## EXERCISE BRIEF
Of the lines listed below, return exactly those that run from the line containing "filename src/resampling/smote.rs" through the line containing "b: ArrayView1<'_, f64>)", both included.

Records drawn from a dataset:
____

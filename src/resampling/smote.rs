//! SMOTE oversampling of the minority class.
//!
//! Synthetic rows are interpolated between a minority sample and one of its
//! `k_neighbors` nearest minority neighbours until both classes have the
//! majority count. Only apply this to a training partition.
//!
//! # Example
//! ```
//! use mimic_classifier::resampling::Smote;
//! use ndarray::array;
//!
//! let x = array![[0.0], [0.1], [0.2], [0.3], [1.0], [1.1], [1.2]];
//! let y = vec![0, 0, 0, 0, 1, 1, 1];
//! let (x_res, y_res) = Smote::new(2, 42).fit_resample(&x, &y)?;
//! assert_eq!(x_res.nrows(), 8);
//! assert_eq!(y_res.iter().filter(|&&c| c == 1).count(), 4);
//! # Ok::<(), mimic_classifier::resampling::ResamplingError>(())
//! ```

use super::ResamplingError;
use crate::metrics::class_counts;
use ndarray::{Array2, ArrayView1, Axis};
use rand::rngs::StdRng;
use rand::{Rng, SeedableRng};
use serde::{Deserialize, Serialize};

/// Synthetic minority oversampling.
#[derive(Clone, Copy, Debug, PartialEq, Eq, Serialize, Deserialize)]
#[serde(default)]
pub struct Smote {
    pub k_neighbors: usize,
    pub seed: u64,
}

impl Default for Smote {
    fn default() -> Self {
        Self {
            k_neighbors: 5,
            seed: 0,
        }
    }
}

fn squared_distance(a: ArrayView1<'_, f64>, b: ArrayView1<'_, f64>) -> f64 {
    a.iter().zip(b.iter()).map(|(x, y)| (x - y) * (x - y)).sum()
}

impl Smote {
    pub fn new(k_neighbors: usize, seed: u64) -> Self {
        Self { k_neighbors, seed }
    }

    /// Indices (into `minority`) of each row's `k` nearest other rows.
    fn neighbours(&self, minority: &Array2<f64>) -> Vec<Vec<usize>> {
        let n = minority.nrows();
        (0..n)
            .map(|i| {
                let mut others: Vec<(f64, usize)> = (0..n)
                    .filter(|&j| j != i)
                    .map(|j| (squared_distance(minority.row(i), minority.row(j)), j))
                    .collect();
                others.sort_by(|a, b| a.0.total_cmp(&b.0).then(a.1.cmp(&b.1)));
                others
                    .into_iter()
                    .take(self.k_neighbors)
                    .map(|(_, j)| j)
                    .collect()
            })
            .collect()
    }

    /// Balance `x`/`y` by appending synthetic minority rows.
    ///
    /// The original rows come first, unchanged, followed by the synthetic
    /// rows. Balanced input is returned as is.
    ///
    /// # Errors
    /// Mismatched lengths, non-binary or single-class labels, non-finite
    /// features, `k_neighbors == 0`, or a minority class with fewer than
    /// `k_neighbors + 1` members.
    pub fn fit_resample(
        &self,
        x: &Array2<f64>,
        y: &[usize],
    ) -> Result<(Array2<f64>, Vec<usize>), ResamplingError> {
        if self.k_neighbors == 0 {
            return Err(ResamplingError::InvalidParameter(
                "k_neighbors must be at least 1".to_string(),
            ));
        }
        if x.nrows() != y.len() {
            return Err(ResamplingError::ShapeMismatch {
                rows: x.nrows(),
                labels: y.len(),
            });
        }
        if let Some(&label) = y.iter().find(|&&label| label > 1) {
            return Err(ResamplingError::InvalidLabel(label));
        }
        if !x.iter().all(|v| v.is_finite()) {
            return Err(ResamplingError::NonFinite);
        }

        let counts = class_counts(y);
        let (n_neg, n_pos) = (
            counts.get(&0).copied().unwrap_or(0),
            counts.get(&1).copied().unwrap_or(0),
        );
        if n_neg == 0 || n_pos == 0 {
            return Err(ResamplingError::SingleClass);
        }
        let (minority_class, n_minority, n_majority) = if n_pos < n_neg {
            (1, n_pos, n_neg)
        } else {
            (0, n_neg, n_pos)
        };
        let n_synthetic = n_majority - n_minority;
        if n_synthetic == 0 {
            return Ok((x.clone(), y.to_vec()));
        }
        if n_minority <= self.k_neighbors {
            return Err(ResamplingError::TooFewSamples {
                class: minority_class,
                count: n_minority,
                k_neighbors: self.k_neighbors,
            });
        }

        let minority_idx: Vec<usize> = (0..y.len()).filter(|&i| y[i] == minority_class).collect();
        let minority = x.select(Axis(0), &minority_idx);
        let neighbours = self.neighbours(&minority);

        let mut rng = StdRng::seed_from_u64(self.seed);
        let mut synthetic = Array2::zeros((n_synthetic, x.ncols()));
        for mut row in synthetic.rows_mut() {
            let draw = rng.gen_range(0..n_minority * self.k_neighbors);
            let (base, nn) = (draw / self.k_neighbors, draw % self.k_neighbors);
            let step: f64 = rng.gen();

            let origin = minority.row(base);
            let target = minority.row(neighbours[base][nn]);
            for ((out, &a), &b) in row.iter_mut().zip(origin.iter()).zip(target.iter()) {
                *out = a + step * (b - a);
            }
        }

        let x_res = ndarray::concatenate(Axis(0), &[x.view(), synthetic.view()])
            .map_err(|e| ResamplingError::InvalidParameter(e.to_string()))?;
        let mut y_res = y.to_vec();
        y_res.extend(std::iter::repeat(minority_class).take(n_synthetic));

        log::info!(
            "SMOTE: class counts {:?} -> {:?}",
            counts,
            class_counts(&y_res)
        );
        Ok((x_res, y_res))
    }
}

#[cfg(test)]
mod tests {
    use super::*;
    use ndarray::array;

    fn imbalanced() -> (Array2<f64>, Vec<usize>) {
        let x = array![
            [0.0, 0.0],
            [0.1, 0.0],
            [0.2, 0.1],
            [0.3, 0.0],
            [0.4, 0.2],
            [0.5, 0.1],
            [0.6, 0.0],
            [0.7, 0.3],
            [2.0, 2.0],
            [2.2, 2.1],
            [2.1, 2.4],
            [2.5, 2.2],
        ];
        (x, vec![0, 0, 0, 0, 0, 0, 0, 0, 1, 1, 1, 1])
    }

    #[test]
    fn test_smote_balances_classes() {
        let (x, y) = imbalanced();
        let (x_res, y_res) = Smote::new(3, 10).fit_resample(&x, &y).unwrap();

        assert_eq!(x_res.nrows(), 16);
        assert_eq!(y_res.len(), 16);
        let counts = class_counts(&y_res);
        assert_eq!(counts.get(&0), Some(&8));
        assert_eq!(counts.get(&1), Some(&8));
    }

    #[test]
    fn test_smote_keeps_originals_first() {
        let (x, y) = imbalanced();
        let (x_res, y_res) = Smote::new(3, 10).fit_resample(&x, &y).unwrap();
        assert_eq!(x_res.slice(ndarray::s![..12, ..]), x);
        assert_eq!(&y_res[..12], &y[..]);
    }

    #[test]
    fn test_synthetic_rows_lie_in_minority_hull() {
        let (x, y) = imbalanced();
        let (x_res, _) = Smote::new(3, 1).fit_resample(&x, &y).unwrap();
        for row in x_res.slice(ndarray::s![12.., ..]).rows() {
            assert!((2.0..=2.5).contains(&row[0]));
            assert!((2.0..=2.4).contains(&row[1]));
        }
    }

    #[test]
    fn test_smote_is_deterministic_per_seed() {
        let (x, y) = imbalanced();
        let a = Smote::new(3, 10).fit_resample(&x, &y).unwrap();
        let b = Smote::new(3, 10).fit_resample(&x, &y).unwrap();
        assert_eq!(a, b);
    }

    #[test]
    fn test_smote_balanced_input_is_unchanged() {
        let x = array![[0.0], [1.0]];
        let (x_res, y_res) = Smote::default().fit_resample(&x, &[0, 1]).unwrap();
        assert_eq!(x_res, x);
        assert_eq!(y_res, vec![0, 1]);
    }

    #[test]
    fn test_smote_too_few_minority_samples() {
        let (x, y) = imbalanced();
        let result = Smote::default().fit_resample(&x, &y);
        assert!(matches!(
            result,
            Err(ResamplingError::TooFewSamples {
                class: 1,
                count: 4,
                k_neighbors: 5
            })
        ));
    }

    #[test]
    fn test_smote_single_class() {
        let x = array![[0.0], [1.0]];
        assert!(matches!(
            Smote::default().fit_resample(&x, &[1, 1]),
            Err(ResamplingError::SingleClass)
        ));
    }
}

____

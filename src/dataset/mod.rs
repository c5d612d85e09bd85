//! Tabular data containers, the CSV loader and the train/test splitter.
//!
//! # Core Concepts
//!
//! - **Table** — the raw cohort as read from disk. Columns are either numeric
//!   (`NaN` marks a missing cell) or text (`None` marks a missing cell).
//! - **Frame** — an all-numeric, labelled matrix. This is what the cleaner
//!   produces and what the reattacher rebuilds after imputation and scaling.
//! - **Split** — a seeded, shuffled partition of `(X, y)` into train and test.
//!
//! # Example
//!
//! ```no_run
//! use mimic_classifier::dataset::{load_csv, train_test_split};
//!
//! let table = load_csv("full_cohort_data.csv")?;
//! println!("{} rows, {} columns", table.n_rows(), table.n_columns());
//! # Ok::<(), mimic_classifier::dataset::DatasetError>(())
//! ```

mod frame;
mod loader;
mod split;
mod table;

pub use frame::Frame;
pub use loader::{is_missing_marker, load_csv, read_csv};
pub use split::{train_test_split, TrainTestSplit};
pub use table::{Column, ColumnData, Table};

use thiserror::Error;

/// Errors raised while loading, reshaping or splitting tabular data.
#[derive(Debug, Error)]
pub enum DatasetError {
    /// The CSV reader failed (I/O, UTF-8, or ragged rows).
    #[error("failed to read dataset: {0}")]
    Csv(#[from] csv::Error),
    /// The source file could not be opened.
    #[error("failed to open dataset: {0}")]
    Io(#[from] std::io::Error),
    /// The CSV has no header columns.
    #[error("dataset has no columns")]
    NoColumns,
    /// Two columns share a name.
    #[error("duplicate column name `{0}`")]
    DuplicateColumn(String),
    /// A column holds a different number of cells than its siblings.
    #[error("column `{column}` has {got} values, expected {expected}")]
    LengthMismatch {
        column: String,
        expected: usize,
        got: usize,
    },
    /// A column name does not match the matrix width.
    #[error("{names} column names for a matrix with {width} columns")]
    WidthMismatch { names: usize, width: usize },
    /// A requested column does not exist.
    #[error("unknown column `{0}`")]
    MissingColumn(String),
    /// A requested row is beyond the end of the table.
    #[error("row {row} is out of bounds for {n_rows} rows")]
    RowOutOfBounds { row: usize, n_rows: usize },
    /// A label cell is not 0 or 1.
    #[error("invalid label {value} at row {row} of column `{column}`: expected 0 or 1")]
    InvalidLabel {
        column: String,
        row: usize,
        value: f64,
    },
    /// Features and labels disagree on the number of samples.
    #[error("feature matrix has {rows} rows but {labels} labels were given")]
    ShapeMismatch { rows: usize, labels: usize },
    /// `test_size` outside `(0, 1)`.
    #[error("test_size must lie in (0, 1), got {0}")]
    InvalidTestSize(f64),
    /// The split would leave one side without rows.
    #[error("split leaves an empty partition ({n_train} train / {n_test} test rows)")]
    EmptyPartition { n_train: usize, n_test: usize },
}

____

## REPLY
filename src/resampling/smote.rs
//! SMOTE oversampling of the minority class.
//!
//! Synthetic rows are interpolated between a minority sample and one of its
//! `k_neighbors` nearest minority neighbours until both classes have the
//! majority count. Only apply this to a training partition.
//!
//! # Example
//! ```
//! use mimic_classifier::resampling::Smote;
//! use ndarray::array;
//!
//! let x = array![[0.0], [0.1], [0.2], [0.3], [1.0], [1.1], [1.2]];
//! let y = vec![0, 0, 0, 0, 1, 1, 1];
//! let (x_res, y_res) = Smote::new(2, 42).fit_resample(&x, &y)?;
//! assert_eq!(x_res.nrows(), 8);
//! assert_eq!(y_res.iter().filter(|&&c| c == 1).count(), 4);
//! # Ok::<(), mimic_classifier::resampling::ResamplingError>(())
//! ```

use super::ResamplingError;
use crate::metrics::class_counts;
use ndarray::{Array2, ArrayView1, Axis};
use rand::rngs::StdRng;
use rand::{Rng, SeedableRng};
use serde::{Deserialize, Serialize};

/// Synthetic minority oversampling.
#[derive(Clone, Copy, Debug, PartialEq, Eq, Serialize, Deserialize)]
#[serde(default)]
pub struct Smote {
    pub k_neighbors: usize,
    pub seed: u64,
}

impl Default for Smote {
    fn default() -> Self {
        Self {
            k_neighbors: 5,
            seed: 0,
        }
    }
}

fn squared_distance(a: ArrayView1<'_, f64>, b: ArrayView1<'_, f64>) -> f64 {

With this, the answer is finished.